South African taxpayers can look forward to good news in Wednesday’s Budget, although tax breaks are not expected to reach last year’s record levels.
Finance Minister Trevor Manuel is due to deliver his Budget speech in the National Assembly shortly after 2pm. Economists are unanimous that Manuel has significant scope to ease the tax burden, but higher spending is likely to dissipate some of that benefit.
The overall relief package, to be directed largely at lower and middle income earners, is not expected to be as generous as the R15-billion put back into taxpayers’ pockets last year.
As usual, ”sin taxes” will rise, but there is unlikely to be any change to VAT. Increases in old age and child support grants should beat inflation, while children aged seven and eight are due to begin benefiting from the welfare grant.
Infrastructure spending is set to rise and government has proposed an expanded public works programme to help create jobs. According to economists, it is unlikely that Manuel will make changes to corporate tax, and there is an outside chance of a cut in the tax on retirement funds.
The personal tax threshold, and rebate, are likely to rise, while the brackets are expected to be adjusted to assist those at the lower end of the salary scale.

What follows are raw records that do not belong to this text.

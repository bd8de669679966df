use crate::core::geometry::Segment;
use crate::core::material::Material;
use crate::error::{Error, Result};
use nalgebra::Point2;

/// A static wall: an open polyline of one or more segments.
#[derive(Debug, Clone, PartialEq)]
pub struct Obstacle {
    id: u32,
    vertices: Vec<Point2<f64>>,
    segments: Vec<Segment>,
    material: Material,
}

impl Obstacle {
    /// Create an obstacle from a polyline of at least two vertices.
    ///
    /// Errors name the obstacle id when a vertex is non-finite or two
    /// consecutive vertices coincide.
    pub fn new(id: u32, vertices: Vec<Point2<f64>>, material: Material) -> Result<Self> {
        if vertices.len() < 2 {
            return Err(Error::config(format!(
                "obstacle {id}: polyline needs at least 2 vertices, got {}",
                vertices.len()
            )));
        }
        let segments = vertices
            .windows(2)
            .enumerate()
            .map(|(k, w)| {
                Segment::new(w[0], w[1]).map_err(|e| e.within(format!("obstacle {id}, segment {k}")))
            })
            .collect::<Result<Vec<_>>>()?;
        material
            .validate()
            .map_err(|e| e.within(format!("obstacle {id}")))?;
        Ok(Self {
            id,
            vertices,
            segments,
            material,
        })
    }

    /// Single straight wall between `a` and `b`.
    pub fn wall(id: u32, a: Point2<f64>, b: Point2<f64>, material: Material) -> Result<Self> {
        Self::new(id, vec![a, b], material)
    }

    /// Stable obstacle identifier.
    #[inline]
    pub fn id(&self) -> u32 {
        self.id
    }

    /// Polyline vertices.
    #[inline]
    pub fn vertices(&self) -> &[Point2<f64>] {
        &self.vertices
    }

    /// Segments between consecutive vertices.
    #[inline]
    pub fn segments(&self) -> &[Segment] {
        &self.segments
    }

    /// First and last vertex coincide.
    #[inline]
    pub fn is_closed(&self) -> bool {
        self.vertices.first() == self.vertices.last()
    }

    /// Surface material.
    #[inline]
    pub fn material(&self) -> &Material {
        &self.material
    }

    /// Shortest distance from `p` to any segment.
    pub fn distance_to(&self, p: &Point2<f64>) -> f64 {
        self.segments
            .iter()
            .map(|s| s.distance_to(p))
            .fold(f64::INFINITY, f64::min)
    }
}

The top marginal rate of 40% should stay the same, although the level at which it kicks in may be raised from R240 000 to about R260 000.
There may be a limited relation of exchange controls, with the individual travel limit possibly rising to R1-million a year, and companies again allowed to invest 10% of cashflow offshore.
The markets will be looking at the budget deficit outcome — the difference between spending and revenue collected — as some economists have predicted an unprecedented surplus.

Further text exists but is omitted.